### [Data to use]

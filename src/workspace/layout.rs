//! Directory layout of a workspace root.
//!
//! ```text
//! <root>/RULES.md
//! <root>/repos/<name>/dbt_project.yml
//! <root>/repos/<name>/dbt/dbt_project.yml
//! <root>/dbt-index/<name>/manifest.md
//! <root>/dbt-index/<name>/sources.md
//! <root>/databases/type=<T>/database=<D>/
//! ```

use std::path::{Path, PathBuf};

/// Free-text rules document at the workspace root.
pub const RULES_FILE: &str = "RULES.md";
/// Folder holding one subdirectory per repository.
pub const REPOS_DIR: &str = "repos";
/// Folder holding one index directory per repository.
pub const DBT_INDEX_DIR: &str = "dbt-index";
/// Folder holding `type=<T>/database=<D>` connection declarations.
pub const DATABASES_DIR: &str = "databases";
/// dbt project manifest file name.
pub const PROJECT_MANIFEST: &str = "dbt_project.yml";
/// Subdirectory name for a nested dbt project.
pub const NESTED_PROJECT_DIR: &str = "dbt";
/// Index marker and model listing.
pub const INDEX_MANIFEST: &str = "manifest.md";
/// Source listing written next to the index manifest.
pub const INDEX_SOURCES: &str = "sources.md";
/// Directory-name prefix for connection types.
pub const TYPE_PREFIX: &str = "type=";
/// Directory-name prefix for databases.
pub const DATABASE_PREFIX: &str = "database=";

/// Paths inside a workspace root.
#[derive(Debug, Clone, PartialEq, Eq)]
pub struct WorkspaceLayout {
    root: PathBuf,
}

impl WorkspaceLayout {
    /// Create a layout rooted at `root`.
    pub fn new(root: impl Into<PathBuf>) -> Self {
        Self { root: root.into() }
    }

    /// `<root>/RULES.md`
    pub fn rules_path(&self) -> PathBuf {
        self.root.join(RULES_FILE)
    }

    /// `<root>/repos`
    pub fn repos_dir(&self) -> PathBuf {
        self.root.join(REPOS_DIR)
    }

    /// `<root>/repos/<name>`
    pub fn repo_dir(&self, name: impl AsRef<Path>) -> PathBuf {
        self.repos_dir().join(name)
    }

    /// `<root>/dbt-index`
    pub fn dbt_index_dir(&self) -> PathBuf {
        self.root.join(DBT_INDEX_DIR)
    }

    /// `<root>/dbt-index/<name>`
    pub fn index_dir(&self, name: impl AsRef<Path>) -> PathBuf {
        self.dbt_index_dir().join(name)
    }

    /// `<root>/dbt-index/<name>/manifest.md`
    pub fn index_manifest_path(&self, name: impl AsRef<Path>) -> PathBuf {
        self.index_dir(name).join(INDEX_MANIFEST)
    }

    /// `<root>/databases`
    pub fn databases_dir(&self) -> PathBuf {
        self.root.join(DATABASES_DIR)
    }
}

/// Format a workspace-relative path with `/` separators.
pub fn relative_display(parts: &[&str]) -> String {
    parts.join("/")
}
//! SQL model parsing.
//!
//! Only the Jinja calls that matter for lineage are recognized:
//! `{{ ref('model') }}`, `{{ source('source', 'table') }}` and the
//! `materialized` key of `{{ config(...) }}`.

use std::collections::{BTreeMap, BTreeSet};
use std::sync::LazyLock;

use regex::Regex;

static REF_PATTERN: LazyLock<Regex> = LazyLock::new(|| {
    Regex::new(r#"\{\{\s*ref\(\s*['"]([^'"]+)['"]\s*\)\s*\}\}"#).expect("valid ref regex")
});

static SOURCE_PATTERN: LazyLock<Regex> = LazyLock::new(|| {
    Regex::new(r#"\{\{\s*source\(\s*['"]([^'"]+)['"]\s*,\s*['"]([^'"]+)['"]\s*\)\s*\}\}"#)
        .expect("valid source regex")
});

static MATERIALIZED_PATTERN: LazyLock<Regex> = LazyLock::new(|| {
    Regex::new(r#"(?s)\{\{\s*config\([^)]*materialized\s*=\s*['"]([^'"]+)['"]"#)
        .expect("valid config regex")
});

/// A `source('name', 'table')` reference.
pub type SourceRef = (String, String);

/// Extract `ref()` and `source()` calls from SQL.
///
/// Both lists are deduplicated and sorted.
pub fn parse_sql_dependencies(content: &str) -> (Vec<String>, Vec<SourceRef>) {
    let refs: BTreeSet<String> = REF_PATTERN
        .captures_iter(content)
        .map(|caps| caps[1].to_string())
        .collect();

    let sources: BTreeSet<SourceRef> = SOURCE_PATTERN
        .captures_iter(content)
        .map(|caps| (caps[1].to_string(), caps[2].to_string()))
        .collect();

    (refs.into_iter().collect(), sources.into_iter().collect())
}

/// Extract config properties from SQL.
///
/// Currently only `materialized` is read.
pub fn parse_sql_config(content: &str) -> BTreeMap<String, String> {
    let mut config = BTreeMap::new();
    if let Some(caps) = MATERIALIZED_PATTERN.captures(content) {
        config.insert("materialized".to_string(), caps[1].to_string());
    }
    config
}
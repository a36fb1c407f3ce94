//! Rules document loading.
//!
//! `RULES.md` is opaque free text at the workspace root. It is returned
//! verbatim and never parsed here.

use std::path::Path;

use crate::error::{FailOpen, Result};
use crate::workspace::{DiskFs, WorkspaceFs, WorkspaceLayout};

/// Read `RULES.md`, propagating read failures.
///
/// Returns `Ok(None)` when no root is configured or the file does not exist.
pub fn read_rules<F: WorkspaceFs + ?Sized>(fs: &F, root: Option<&Path>) -> Result<Option<String>> {
    let Some(root) = root else {
        return Ok(None);
    };

    let path = WorkspaceLayout::new(root).rules_path();
    if !fs.exists(&path) {
        return Ok(None);
    }

    fs.read_to_string(&path).map(Some)
}

/// Load the rules document from disk.
///
/// Read failures are logged and reported as `None`.
pub fn load_rules(root: Option<&Path>) -> Option<String> {
    read_rules(&DiskFs::new(), root).fail_open_with("load_rules", None)
}
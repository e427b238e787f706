#![allow(dead_code)]

use std::collections::BTreeMap;
use std::sync::{Arc, Mutex};

use mongo_api_bridge::bson::{Bson, Document, doc};
use mongo_api_bridge::{ApiServer, DocumentStore, ServerOptions, StoreError};
use rocket::local::asynchronous::Client;

type Collections = BTreeMap<String, Vec<Document>>;

/// In-memory stand-in for MongoDB. Filters support top-level equality only;
/// pipelines support `$match` and `$limit`.
#[derive(Clone, Default)]
pub struct MemoryStore {
    databases: Arc<BTreeMap<String, Collections>>,
    last_limit: Arc<Mutex<Option<i64>>>,
    failure: Option<String>,
    unreachable: bool,
}

impl MemoryStore {
    pub fn new(databases: BTreeMap<String, Collections>) -> Self {
        Self {
            databases: Arc::new(databases),
            ..Self::default()
        }
    }

    /// A store that answers pings but fails every query with `message`.
    pub fn failing(message: &str) -> Self {
        Self {
            failure: Some(message.to_string()),
            ..Self::default()
        }
    }

    /// A store that cannot even be pinged.
    pub fn unreachable() -> Self {
        Self {
            unreachable: true,
            ..Self::default()
        }
    }

    /// Limit passed to the most recent find.
    pub fn last_limit(&self) -> Option<i64> {
        *self.last_limit.lock().unwrap()
    }

    fn check(&self) -> Result<(), StoreError> {
        match &self.failure {
            Some(message) => Err(StoreError::Query(message.clone())),
            None => Ok(()),
        }
    }

    fn documents(&self, database: &str, collection: &str) -> Vec<Document> {
        self.databases
            .get(database)
            .and_then(|collections| collections.get(collection))
            .cloned()
            .unwrap_or_default()
    }
}

fn matches(document: &Document, filter: &Document) -> bool {
    filter
        .iter()
        .all(|(key, expected)| document.get(key) == Some(expected))
}

fn stage_limit(value: &Bson) -> Result<usize, StoreError> {
    match value {
        Bson::Int32(n) if *n > 0 => Ok(*n as usize),
        Bson::Int64(n) if *n > 0 => Ok(*n as usize),
        other => Err(StoreError::Query(format!("invalid $limit: {other}"))),
    }
}

#[rocket::async_trait]
impl DocumentStore for MemoryStore {
    async fn ping(&self) -> Result<(), StoreError> {
        if self.unreachable {
            return Err(StoreError::Query("server selection timeout".to_string()));
        }
        Ok(())
    }

    async fn database_names(&self) -> Result<Vec<String>, StoreError> {
        self.check()?;
        Ok(self.databases.keys().cloned().collect())
    }

    async fn collection_names(&self, database: &str) -> Result<Vec<String>, StoreError> {
        self.check()?;
        Ok(self
            .databases
            .get(database)
            .map(|collections| collections.keys().cloned().collect())
            .unwrap_or_default())
    }

    async fn find(
        &self,
        database: &str,
        collection: &str,
        filter: Document,
        limit: i64,
    ) -> Result<Vec<Document>, StoreError> {
        self.check()?;
        *self.last_limit.lock().unwrap() = Some(limit);

        Ok(self
            .documents(database, collection)
            .into_iter()
            .filter(|document| matches(document, &filter))
            .take(limit as usize)
            .collect())
    }

    async fn count(
        &self,
        database: &str,
        collection: &str,
        filter: Document,
    ) -> Result<u64, StoreError> {
        self.check()?;

        Ok(self
            .documents(database, collection)
            .iter()
            .filter(|document| matches(document, &filter))
            .count() as u64)
    }

    async fn aggregate(
        &self,
        database: &str,
        collection: &str,
        pipeline: Vec<Document>,
    ) -> Result<Vec<Document>, StoreError> {
        self.check()?;

        let mut documents = self.documents(database, collection);
        for stage in pipeline {
            let Some((operator, argument)) = stage.iter().next() else {
                return Err(StoreError::Query("empty pipeline stage".to_string()));
            };

            match (operator.as_str(), argument) {
                ("$match", Bson::Document(filter)) => {
                    documents.retain(|document| matches(document, filter));
                }
                ("$limit", value) => documents.truncate(stage_limit(value)?),
                (other, _) => {
                    return Err(StoreError::Query(format!(
                        "Unrecognized pipeline stage name: '{other}'"
                    )));
                }
            }
        }

        Ok(documents)
    }
}

/// Two databases: `app` with `users` (3 active, 2 inactive) and `events`,
/// and `sales` with `orders`.
pub fn sample_store() -> MemoryStore {
    let users = vec![
        doc! { "name": "ada", "status": "active" },
        doc! { "name": "bob", "status": "inactive" },
        doc! { "name": "cy", "status": "active" },
        doc! { "name": "dee", "status": "active" },
        doc! { "name": "eve", "status": "inactive" },
    ];
    let events = vec![
        doc! { "x": 1, "kind": "click" },
        doc! { "x": 2, "kind": "view" },
        doc! { "x": 1, "kind": "view" },
        doc! { "x": 3, "kind": "click" },
    ];
    let orders = vec![doc! { "total": 12.5 }, doc! { "total": 40.0 }];

    let mut app = Collections::new();
    app.insert("users".to_string(), users);
    app.insert("events".to_string(), events);

    let mut sales = Collections::new();
    sales.insert("orders".to_string(), orders);

    let mut databases = BTreeMap::new();
    databases.insert("app".to_string(), app);
    databases.insert("sales".to_string(), sales);

    MemoryStore::new(databases)
}

pub async fn client_with(options: ServerOptions, store: MemoryStore) -> Client {
    let server = match ApiServer::with_store(rocket::build(), options, store) {
        Ok(server) => server,
        Err(e) => panic!("invalid server options: {e}"),
    };

    Client::tracked(server.into_rocket())
        .await
        .expect("valid rocket instance")
}

pub async fn client(store: MemoryStore) -> Client {
    client_with(ServerOptions::new(), store).await
}
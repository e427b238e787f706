use std::env;
use std::ffi::OsString;

use clap::{Arg, ArgMatches, Command, value_parser};
use rocket::figment::Figment;

use crate::errors::ConfigError;
use crate::options::ServerOptions;

pub fn cli() -> Command {
    Command::new("mongo-api-bridge")
        .about("Serve MongoDB find, count and aggregate queries over HTTP")
        .arg(
            Arg::new("address")
                .long("address")
                .help("Address to listen on, e.g. :8080 or 127.0.0.1:9000")
                .value_name("ADDR"),
        )
        .arg(
            Arg::new("mongo-url")
                .long("mongo-url")
                .help("MongoDB connection string (defaults to MONGODB_URL or DATABASE_URL)")
                .value_name("URL"),
        )
        .arg(
            Arg::new("default-db")
                .long("default-db")
                .help("Pin every request to this database")
                .value_name("NAME"),
        )
        .arg(
            Arg::new("find-limit")
                .long("find-limit")
                .help("Documents returned by find when no limit is passed")
                .value_name("N")
                .value_parser(value_parser!(i64)),
        )
        .arg(
            Arg::new("find-max-limit")
                .long("find-max-limit")
                .help("Largest limit find accepts, 0 for no limit")
                .value_name("N")
                .value_parser(value_parser!(i64)),
        )
        .arg(
            Arg::new("custom-route")
                .long("custom-route")
                .help("Route group for custom routes")
                .value_name("NAME"),
        )
}

/// Layers the environment and command line on top of the figment settings.
pub fn load_options<I, T>(figment: &Figment, args: I) -> Result<ServerOptions, CliError>
where
    I: IntoIterator<Item = T>,
    T: Into<OsString> + Clone,
{
    let matches = cli().try_get_matches_from(args)?;
    let mut options = ServerOptions::from_figment(figment)?;

    if let Ok(url) = env::var("MONGODB_URL").or_else(|_| env::var("DATABASE_URL")) {
        options.set_mongo_url(url);
    }

    apply_matches(&mut options, &matches)?;
    options.validate()?;

    Ok(options)
}

fn apply_matches(options: &mut ServerOptions, matches: &ArgMatches) -> Result<(), ConfigError> {
    if let Some(address) = matches.get_one::<String>("address") {
        options.set_address(address);
    }
    if let Some(url) = matches.get_one::<String>("mongo-url") {
        options.set_mongo_url(url);
    }
    if let Some(name) = matches.get_one::<String>("default-db") {
        options.set_default_db(name);
    }
    if let Some(limit) = matches.get_one::<i64>("find-limit") {
        options.set_find_limit(*limit);
    }
    if let Some(max) = matches.get_one::<i64>("find-max-limit") {
        options.set_find_max_limit(*max);
    }
    if let Some(name) = matches.get_one::<String>("custom-route") {
        options.set_custom_route_name(name)?;
    }

    Ok(())
}

#[derive(thiserror::Error, Debug)]
pub enum CliError {
    #[error(transparent)]
    Args(#[from] clap::Error),
    #[error(transparent)]
    Config(#[from] ConfigError),
}
//! # mongo-api-bridge
//!
//! ## Environment Variables
//!
//! - `MONGODB_URL` or `DATABASE_URL`: MongoDB connection string
//! - `ROCKET_*`: Rocket settings, including `ROCKET_BRIDGE` for the bridge table

use mongo_api_bridge::ApiServer;
use mongo_api_bridge::cli::{self, CliError};

/// Loads settings from `Rocket.toml`, `.env` and the command line, then serves
/// until shutdown. Startup fails if MongoDB cannot be reached.
#[rocket::main]
async fn main() -> Result<(), rocket::Error> {
    dotenvy::dotenv().ok();

    let options = match cli::load_options(&rocket::Config::figment(), std::env::args_os()) {
        Ok(options) => options,
        Err(CliError::Args(e)) => e.exit(),
        Err(CliError::Config(e)) => {
            eprintln!("Invalid configuration: {}", e);
            std::process::exit(1);
        }
    };

    let server = match ApiServer::new(options) {
        Ok(server) => server,
        Err(e) => {
            eprintln!("Failed to build server: {}", e);
            std::process::exit(1);
        }
    };

    let _rocket = server.launch().await?;

    Ok(())
}
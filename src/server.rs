use rocket::fairing::{AdHoc, Fairing};
#[cfg(test)]
use rocket::fairing::Kind;
use rocket::http::Method;
use rocket::{Build, Ignite, Rocket, Route, routes};
use rocket_cors::{AllowedOrigins, CorsOptions};
use rocket_db_pools::Database;

use crate::db::{self, MongoApiDb};
use crate::errors::ConfigError;
use crate::handlers;
use crate::middleware::{RequestLog, Scoped};
use crate::options::ServerOptions;
use crate::store::{DocumentStore, Store};

/// Mount point of the built-in query routes.
pub const API_BASE: &str = "/api";

/// Builder around the Rocket instance serving the query routes.
///
/// Built-in routes:
///
/// | Path                             | Verb | Result                                            |
/// |----------------------------------|------|---------------------------------------------------|
/// | `/`                              | GET  | Always 200, connectivity check                    |
/// | `/api/databases`                 | GET  | Database names, or only the fixed database        |
/// | `/api/collections`               | GET  | Collection names of the resolved database         |
/// | `/api/collections/<name>/find`   | POST | Documents matching the filter in the body         |
/// | `/api/collections/<name>/count`  | POST | `{"Count": n}` for the filter in the body         |
/// | `/api/collections/<name>/aggregate` | POST | Result of the pipeline under `Aggregate`       |
///
/// Callers add their own GET/POST routes under the custom group with
/// [`ApiServer::mount_custom`].
pub struct ApiServer {
    options: ServerOptions,
    custom_base: String,
    rocket: Rocket<Build>,
}

impl ApiServer {
    /// Builds a server on a default Rocket instance backed by MongoDB.
    pub fn new(options: ServerOptions) -> Result<Self, ConfigError> {
        Self::on(rocket::build(), options)
    }

    /// Builds a server on a caller supplied Rocket instance backed by MongoDB.
    /// The listen address and pool URL from `options` override the ones in
    /// that instance's figment.
    pub fn on(rocket: Rocket<Build>, options: ServerOptions) -> Result<Self, ConfigError> {
        let figment = options.figment(rocket.figment().clone())?;
        let rocket = rocket
            .configure(figment)
            .attach(MongoApiDb::init())
            .attach(db::store_fairing())
            .attach(db::shutdown_fairing());

        Self::assemble(rocket, options)
    }

    /// Builds a server that answers from `store` instead of MongoDB.
    pub fn with_store(
        rocket: Rocket<Build>,
        options: ServerOptions,
        store: impl DocumentStore + 'static,
    ) -> Result<Self, ConfigError> {
        Self::assemble(rocket.manage(Store::new(store)), options)
    }

    fn assemble(rocket: Rocket<Build>, options: ServerOptions) -> Result<Self, ConfigError> {
        options.validate()?;
        let custom_base = options.custom_route()?;

        let cors = CorsOptions::default()
            .allowed_origins(AllowedOrigins::all())
            .allowed_methods(
                vec![Method::Get, Method::Post, Method::Options]
                    .into_iter()
                    .map(From::from)
                    .collect(),
            )
            .allow_credentials(true)
            .to_cors()?;

        let rocket = rocket
            .attach(ping_fairing())
            .attach(cors)
            .attach(RequestLog)
            .manage(options.clone())
            .register("/", handlers::catchers())
            .mount("/", routes![handlers::index])
            .mount(API_BASE, handlers::databases::routes())
            .mount(API_BASE, handlers::collections::routes());

        Ok(Self {
            options,
            custom_base,
            rocket,
        })
    }

    pub fn options(&self) -> &ServerOptions {
        &self.options
    }

    /// Path the custom routes are mounted under, e.g. `/custom`.
    pub fn custom_base(&self) -> &str {
        &self.custom_base
    }

    /// Adds middleware for the `/api` group, e.g. logging or auth.
    pub fn attach_api<F: Fairing>(mut self, fairing: F) -> Self {
        self.rocket = self.rocket.attach(Scoped::new(API_BASE, fairing));
        self
    }

    /// Adds middleware for the custom group.
    pub fn attach_custom<F: Fairing>(mut self, fairing: F) -> Self {
        let scoped = Scoped::new(self.custom_base.clone(), fairing);
        self.rocket = self.rocket.attach(scoped);
        self
    }

    /// Mounts caller defined routes under the custom group. Handlers can reach
    /// the database through `&State<Store>` or `Connection<MongoApiDb>`.
    pub fn mount_custom(mut self, routes: Vec<Route>) -> Result<Self, ConfigError> {
        if let Some(route) = routes
            .iter()
            .find(|route| !matches!(route.method, Method::Get | Method::Post))
        {
            return Err(ConfigError::UnsupportedCustomMethod {
                method: route.method,
                uri: route.uri.to_string(),
            });
        }

        self.rocket = self.rocket.mount(self.custom_base.as_str(), routes);
        Ok(self)
    }

    /// Hands out the assembled Rocket instance, e.g. for a local test client.
    pub fn into_rocket(self) -> Rocket<Build> {
        self.rocket
    }

    /// Pings the store and serves requests until shutdown.
    pub async fn launch(self) -> Result<Rocket<Ignite>, rocket::Error> {
        self.rocket.launch().await
    }
}

/// Aborts ignition when the store does not answer a ping.
fn ping_fairing() -> impl Fairing {
    AdHoc::try_on_ignite("Document store ping", |rocket| async move {
        let store = rocket.state::<Store>().cloned();
        let Some(store) = store else {
            log::error!("no document store configured");
            return Err(rocket);
        };

        match store.ping().await {
            Ok(()) => {
                log::info!("document store is reachable");
                Ok(rocket)
            }
            Err(e) => {
                log::error!("failed to ping document store: {e}");
                Err(rocket)
            }
        }
    })
}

### [What the exercise asks]
Among the entries, find each line that includes the string "table" and copy it.

### [Finished exercise]
//! `{{ ref('model') }}`, `{{ source('source', 'table') }}` and the
/// A `source('name', 'table')` reference.
//! - `ROCKET_*`: Rocket settings, including `ROCKET_BRIDGE` for the bridge table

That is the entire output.